DOJ to WH: National Emergency Will Be Challenged in Courts
Jason Devaney
The Department of Justice informed the White House that any attempt to build a border wall through executive action, an avenue President Donald Trump is expected to pursue, would be challenged in the court system almost immediately.
ABC News cited a senior White House official as saying the warning was passed along, but that the Trump administration thinks it would prevail in any legal case that's filed.
Lawmakers struck a deal to fund the Department of Homeland Security through September. The bill was approved by Congress Thursday night. The White House said Trump would sign the measure, which would allocate just under $1.4 billion to fund a border barrier between the United States and Mexico.
Trump plans to sign a compromise border security measure Friday and then announce that he is using executive action, including declaring a national emergency, to spend $8 billion for his border wall, a White House official told CNN Thursday night.
Trump originally asked for $5.7 billion in wall money, so he will likely declare a national emergency and use discretionary funds to build more than 200 miles along the Southern border. The money in the border bill will allow the construction of about 55 miles.
House Speaker Nancy Pelosi has already threatened to take legal action against the Trump administration if the president goes the national emergency route.
Legal scholars say it is unclear how such a step would play out, but they agree a court test would likely focus on whether an emergency actually exists on the southern border and on the limits of presidential power over taxpayer funds.
Expect a long legal fight possibly stretching into Trump’s 2020 re-election bid, and embolden critics who already accuse him of authoritarian tendencies and unpredictable swerves in policy-making.
Congressional Democrats are already vowing legal challenges. They have balked at giving Trump money for what they say is a wasteful and unnecessary wall.
Trump made his promise to build a wall and have Mexico pay for it a centerpiece of his 2016 presidential campaign. The Mexican government has refused to pay.
PRESIDENTIAL DISCRETION
Under the Constitution, decisions about spending taxpayer funds and creating policy are typically made by Congress.
But a 1976 law allows the president to bypass Congress and redirect funds in the event of a national emergency.

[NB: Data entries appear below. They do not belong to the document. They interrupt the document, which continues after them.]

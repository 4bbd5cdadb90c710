use std::sync::Arc;

use color_eyre::eyre::{Result, eyre};
use tracing::info;
use tracing_subscriber::{EnvFilter, fmt, layer::SubscriberExt, util::SubscriberInitExt};

use galleria::domain::ports::{AssetStorePort, ImageFetchPort, PreloadCachePort, UrlResolverPort};
use galleria::infrastructure::media::{DEFAULT_TIMEOUT_SECS, default_cache_dir};
use galleria::infrastructure::{
    AppConfig, DiskPreloadCache, HttpAssetStore, HttpImageFetcher, MemoryImageCache,
    PublicUrlResolver, StaticAssetStore,
};
use galleria::presentation::{AppServices, GalleryApp};

fn init_logging(config: &AppConfig) -> Result<()> {
    let filter = EnvFilter::try_from_default_env()
        .unwrap_or_else(|_| EnvFilter::new(config.log_level().to_string()));

    if let Some(log_path) = config.effective_log_path() {
        if let Some(parent) = log_path.parent() {
            std::fs::create_dir_all(parent)?;
        }

        let file = std::fs::OpenOptions::new()
            .create(true)
            .append(true)
            .open(&log_path)?;

        let file_layer = fmt::layer()
            .with_writer(file)
            .with_ansi(false)
            .with_target(true)
            .with_thread_ids(false);

        tracing_subscriber::registry()
            .with(filter)
            .with(file_layer)
            .init();

        info!(path = %log_path.display(), "Logging initialized");
    } else {
        tracing_subscriber::registry().with(filter).init();
    }

    Ok(())
}

async fn build_services(config: &AppConfig) -> Result<AppServices> {
    let store: Arc<dyn AssetStorePort> = if config.offline {
        Arc::new(StaticAssetStore::new())
    } else {
        let base_url = config.server_url.clone().ok_or_else(|| {
            eyre!("a server URL is required unless --offline is set (--server-url or GALLERIA_SERVER_URL)")
        })?;
        Arc::new(HttpAssetStore::new(base_url, config.api_key.clone())?)
    };

    let resolver_base = config
        .server_url
        .clone()
        .unwrap_or_else(|| "https://gallery.invalid".to_string());
    let resolver: Arc<dyn UrlResolverPort> =
        Arc::new(PublicUrlResolver::new(resolver_base, config.bucket()));

    let fetcher: Arc<dyn ImageFetchPort> = Arc::new(HttpImageFetcher::with_limits(
        DEFAULT_TIMEOUT_SECS,
        config.max_concurrent_downloads(),
    )?);

    let cache_dir = config.cache_dir.clone().unwrap_or_else(default_cache_dir);
    let preload_cache: Arc<dyn PreloadCachePort> =
        Arc::new(DiskPreloadCache::new(cache_dir, config.cache_size_bytes()).await?);

    Ok(AppServices {
        store,
        resolver,
        fetcher,
        preload_cache,
        memory_cache: Arc::new(MemoryImageCache::with_default_capacity()),
    })
}

#[tokio::main]
async fn main() -> Result<()> {
    color_eyre::install()?;
    dotenvy::dotenv().ok();

    let config = AppConfig::load()?;
    init_logging(&config)?;

    info!(version = galleria::VERSION, "starting galleria");

    let services = build_services(&config).await?;
    let app = GalleryApp::new(services, config.loader_config(), config.page_size());

    let mut terminal = ratatui::init();
    let result = app.run(&mut terminal).await;
    ratatui::restore();

    result
}
impl GalleryApp {
    /// Creates the application in discrete paging mode.
    #[must_use]
    pub fn new(services: AppServices, loader_config: LoaderConfig, page_size: usize) -> Self {
        let browser = CollectionBrowser::new(services.store, PageMode::Discrete, page_size);
        let preloader = Arc::new(Preloader::new(
            services.fetcher.clone(),
            services.preload_cache.clone(),
        ));
        let progress_rx = preloader.progress();
        let (load_tx, load_rx) = mpsc::unbounded_channel();

        Self {
            browser,
            resolver: services.resolver,
            fetcher: services.fetcher,
            preload_cache: services.preload_cache,
            memory_cache: services.memory_cache,
            preloader,
            loader_config,
            cards: Vec::new(),
            selected: 0,
            first_visible: 0,
            load_tx,
            load_rx,
            progress_rx,
            status: None,
            running: true,
        }
    }

    /// Runs the application until the user quits.
    ///
    /// # Errors
    /// Returns terminal I/O errors.
    pub async fn run(mut self, terminal: &mut ratatui::DefaultTerminal) -> color_eyre::Result<()> {
        match self.browser.load().await {
            Ok(()) => {
                self.rebuild_cards();
                self.warm_window();
            }
            Err(e) => self.set_status(format!("Failed to load images: {e}"), StatusLevel::Error),
        }

        let mut events = EventStream::new();
        let mut ticker = interval(TICK_RATE);
        let mut tick: usize = 0;

        while self.running {
            terminal.draw(|frame| self.draw(frame, tick))?;

            tokio::select! {
                maybe_event = events.next() => {
                    match maybe_event {
                        Some(Ok(Event::Key(key))) if key.kind == KeyEventKind::Press => {
                            self.handle_key(key).await;
                        }
                        Some(Ok(_)) => {}
                        Some(Err(e)) => return Err(e.into()),
                        None => break,
                    }
                }
                _ = ticker.tick() => {
                    tick = tick.wrapping_add(1);
                }
                Some(event) = self.load_rx.recv() => {
                    Self::on_load_event(&event);
                }
                _ = self.progress_rx.changed() => {}
            }
        }

        info!("gallery session ended");
        Ok(())
    }

    async fn handle_key(&mut self, key: KeyEvent) {
        match key.code {
            KeyCode::Char('q') | KeyCode::Esc => self.running = false,
            KeyCode::Down | KeyCode::Char('j') => {
                if self.selected + 1 < self.cards.len() {
                    self.selected += 1;
                }
            }
            KeyCode::Up | KeyCode::Char('k') => {
                self.selected = self.selected.saturating_sub(1);
            }
            KeyCode::Right | KeyCode::Char('n') => {
                if self.browser.mode() == PageMode::Discrete && self.browser.next_page() {
                    self.on_window_changed();
                }
            }
            KeyCode::Left | KeyCode::Char('p') => {
                if self.browser.mode() == PageMode::Discrete && self.browser.prev_page() {
                    self.on_window_changed();
                }
            }
            KeyCode::Char(' ') => {
                if self.browser.mode() == PageMode::Progressive && self.browser.load_more() {
                    self.rebuild_cards();
                }
            }
            KeyCode::Char('s') => {
                if self.browser.mode() == PageMode::Progressive && self.browser.can_see_less() {
                    self.browser.see_less();
                    self.rebuild_cards();
                }
            }
            KeyCode::Char('m') => {
                let mode = match self.browser.mode() {
                    PageMode::Discrete => PageMode::Progressive,
                    PageMode::Progressive => PageMode::Discrete,
                };
                self.browser.set_mode(mode);
                self.on_window_changed();
            }
            KeyCode::Char('c') => {
                self.cycle_category();
                self.on_window_changed();
            }
            KeyCode::Char('r') => {
                if let Some(card) = self.cards.get(self.selected)
                    && card.state().phase.is_failed()
                {
                    card.retry();
                    self.set_status("Retrying…", StatusLevel::Info);
                }
            }
            KeyCode::Char('d') => self.delete_selected().await,
            KeyCode::Char('g') => self.refresh().await,
            _ => {}
        }
    }

    async fn delete_selected(&mut self) {
        let Some(card) = self.cards.get(self.selected) else {
            return;
        };
        let id = card.record().id.clone();
        let title = card.record().title.clone();

        match self.browser.delete(&id).await {
            Ok(()) => {
                self.set_status(format!("Deleted \"{title}\""), StatusLevel::Success);
                self.rebuild_cards();
                self.warm_window();
            }
            Err(e) => {
                self.set_status(format!("Failed to delete image: {e}"), StatusLevel::Error);
            }
        }
    }

    async fn refresh(&mut self) {
        match self.browser.load().await {
            Ok(()) => {
                self.set_status("Collection refreshed", StatusLevel::Info);
                self.on_window_changed();
            }
            Err(e) => {
                self.set_status(format!("Failed to load images: {e}"), StatusLevel::Error);
            }
        }
    }

    fn cycle_category(&mut self) {
        let categories = self.browser.categories();
        let current = self.browser.category().label().to_string();
        let index = categories
            .iter()
            .position(|c| *c == current)
            .unwrap_or(0);
        let next = &categories[(index + 1) % categories.len()];
        let filter = if next == "All" {
            CategoryFilter::All
        } else {
            CategoryFilter::Only(next.clone())
        };
        self.browser.set_category(filter);
    }

    fn on_window_changed(&mut self) {
        self.rebuild_cards();
        self.warm_window();
    }

    /// Rebuilds the card list from the current window, keeping existing
    /// cards (and their load state) for records that remain visible.
    fn rebuild_cards(&mut self) {
        let window: Vec<AssetRecord> = self.browser.window().into_iter().cloned().collect();
        let mut existing: HashMap<_, _> = self
            .cards
            .drain(..)
            .map(|card| (card.record().id.clone(), card))
            .collect();

        self.cards = window
            .into_iter()
            .enumerate()
            .map(|(index, record)| {
                existing.remove(&record.id).unwrap_or_else(|| {
                    let url = self.resolver.resolve_url(&record.storage_key);
                    let controller = LoadController::with_config(
                        url,
                        self.fetcher.clone(),
                        self.loader_config.clone(),
                    )
                    .with_preload_cache(self.preload_cache.clone())
                    .with_memory_cache(self.memory_cache.clone())
                    .with_events(self.load_tx.clone());
                    let gate = VisibilityGate::new(index < PRIORITY_COUNT);
                    AssetCard::new(record, gate, controller)
                })
            })
            .collect();

        self.selected = self.selected.min(self.cards.len().saturating_sub(1));
        self.first_visible = self.first_visible.min(self.selected);
    }

    /// Warms the preload cache for the head of the current window.
    /// Advisory only; card load states are untouched.
    fn warm_window(&self) {
        let urls: Vec<String> = self
            .browser
            .window()
            .iter()
            .take(WARM_AHEAD)
            .map(|record| self.resolver.resolve_url(&record.storage_key))
            .collect();
        if urls.is_empty() {
            return;
        }
        debug!(count = urls.len(), "warming window head");
        let preloader = self.preloader.clone();
        tokio::spawn(async move {
            let progress = preloader.preload_all(&urls).await;
            debug!(
                loaded = progress.loaded_count,
                total = progress.total_count,
                "window warm settled"
            );
        });
    }

    fn on_load_event(event: &LoadEvent) {
        match &event.result {
            Ok(source) => debug!(url = %event.url, source = %source, "card finished loading"),
            Err(error) => warn!(url = %event.url, error, "card load failed terminally"),
        }
    }

    fn set_status(&mut self, message: impl Into<String>, level: StatusLevel) {
        self.status = Some((message.into(), level));
    }

    fn draw(&mut self, frame: &mut Frame<'_>, tick: usize) {
        let [header, body, footer] = Layout::vertical([
            Constraint::Length(2),
            Constraint::Min(0),
            Constraint::Length(1),
        ])
        .areas(frame.area());

        self.draw_header(frame, header);
        self.draw_cards(frame, body, tick);
        self.draw_footer(frame, footer);
    }

    fn draw_header(&self, frame: &mut Frame<'_>, area: Rect) {
        let title = Line::from(vec![
            Span::styled(
                crate::NAME,
                Style::default().add_modifier(Modifier::BOLD),
            ),
            Span::styled(
                format!(" v{} · {} images", crate::VERSION, self.browser.filtered_count()),
                Style::default().fg(Color::DarkGray),
            ),
        ]);

        let active = self.browser.category().label().to_string();
        let mut tabs: Vec<Span<'_>> = Vec::new();
        for category in self.browser.categories() {
            let style = if category == active {
                Style::default().add_modifier(Modifier::REVERSED)
            } else {
                Style::default().fg(Color::DarkGray)
            };
            tabs.push(Span::styled(format!(" {category} "), style));
        }

        Paragraph::new(vec![title, Line::from(tabs)]).render(area, frame.buffer_mut());
    }

    fn draw_cards(&mut self, frame: &mut Frame<'_>, area: Rect, tick: usize) {
        if self.cards.is_empty() {
            let message = format!(
                "No images found in {}",
                self.browser.category().label()
            );
            Paragraph::new(Span::styled(message, Style::default().fg(Color::DarkGray)))
                .render(area, frame.buffer_mut());
            return;
        }

        let capacity = (area.height as usize / CARD_HEIGHT).max(1);
        if self.selected < self.first_visible {
            self.first_visible = self.selected;
        } else if self.selected >= self.first_visible + capacity {
            self.first_visible = self.selected + 1 - capacity;
        }

        // Feed every gate the scroll position; off-screen cards only see
        // the lookahead margin.
        let viewport = RowSpan::new(self.first_visible * CARD_HEIGHT, capacity * CARD_HEIGHT);
        for (index, card) in self.cards.iter_mut().enumerate() {
            card.observe(RowSpan::new(index * CARD_HEIGHT, CARD_HEIGHT), viewport);
        }

        let buf = frame.buffer_mut();
        let end = (self.first_visible + capacity).min(self.cards.len());
        for (slot, index) in (self.first_visible..end).enumerate() {
            let Ok(offset) = u16::try_from(slot * CARD_HEIGHT) else {
                break;
            };
            let Ok(height) = u16::try_from(CARD_HEIGHT) else {
                break;
            };
            if offset + height > area.height {
                break;
            }
            let card_area = Rect::new(area.x, area.y + offset, area.width, height);
            self.cards[index].render(card_area, buf, index == self.selected, tick);
        }
    }

    fn draw_footer(&self, frame: &mut Frame<'_>, area: Rect) {
        let (left, level) = self.status.clone().map_or_else(
            || {
                (
                    "q quit · j/k move · c category · m mode · r retry · d delete · g refresh"
                        .to_string(),
                    StatusLevel::Info,
                )
            },
            |(message, level)| (message, level),
        );

        let center = match self.browser.mode() {
            PageMode::Discrete => {
                let (current, total) = self.browser.page_display();
                let mut text = format!("page {current}/{total}");
                if self.browser.has_prev() {
                    text.push_str(" · [p]rev");
                }
                if self.browser.has_next() {
                    text.push_str(" · [n]ext");
                }
                text
            }
            PageMode::Progressive => {
                let mut text = format!(
                    "{} of {}",
                    self.cards.len(),
                    self.browser.filtered_count()
                );
                if self.browser.has_more() {
                    text.push_str(" · [space] load more");
                }
                if self.browser.can_see_less() {
                    text.push_str(" · [s]ee less");
                }
                text
            }
        };

        let progress = *self.progress_rx.borrow();
        let mut right = String::new();
        if progress.total_count > 0 && !progress.is_complete {
            right.push_str(&format!(
                "warming {}/{} · ",
                progress.loaded_count + progress.failed_count,
                progress.total_count
            ));
        }
        right.push_str(&format!("cache: {}", self.memory_cache.stats()));

        StatusBar::new()
            .left(left)
            .center(center)
            .right(right)
            .level(level)
            .render(area, frame.buffer_mut());
    }
}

The National Emergencies Act does not define “emergency,” giving the president broad discretion to declare one, legal experts said.
The law empowers Congress to override an emergency declaration, but that requires action by both chambers, which would be hard to get since the Senate is run by Trump’s fellow Republicans and the House of Representatives by Democrats.
The United States currently has about 30 national emergency proclamations in effect, including ones related to the Iran hostage crisis of 1979 and the swine flu pandemic in 2009.
Congress has made a wide range of special powers available to a president who declares a national emergency.
One law allows the president to redirect U.S. Department of Defense construction funds that have not yet been allocated.
Another enables the U.S. Army to halt civil projects and instead apply the funds and personnel to projects “essential to the national defense.”
LITTLE PRECEDENT
There are few court cases on the scope of the president’s emergency powers, and legal experts are split.
Robert Chesney, a professor of national security law at the University of Texas, said a legal challenge on those grounds might succeed but that the courts typically showed deference to the president on national security matters.
Elizabeth Goitein, a lawyer at the Brennan Center for Justice, said there were strong arguments that border wall construction is impermissible under various statutes granting the president emergency powers.
Individuals or businesses with contracts canceled because of a redirection of military funds might be better placed to challenge the president in court, as would private landowners whose property might be seized, Chesney said.
FINDING THE MONEY
A practical issue for Trump, even if he could credibly argue an emergency exists, is that he would need to get his wall money out of whatever funds are left over from a pool of about $10.4 billion in military construction projects during the current fiscal year, which ends on Sept. 30.
The U.S. military has not disclosed how much funding might be left over in its military construction budget. It was unclear whether any cash still available would be enough to make significant headway in building the border wall.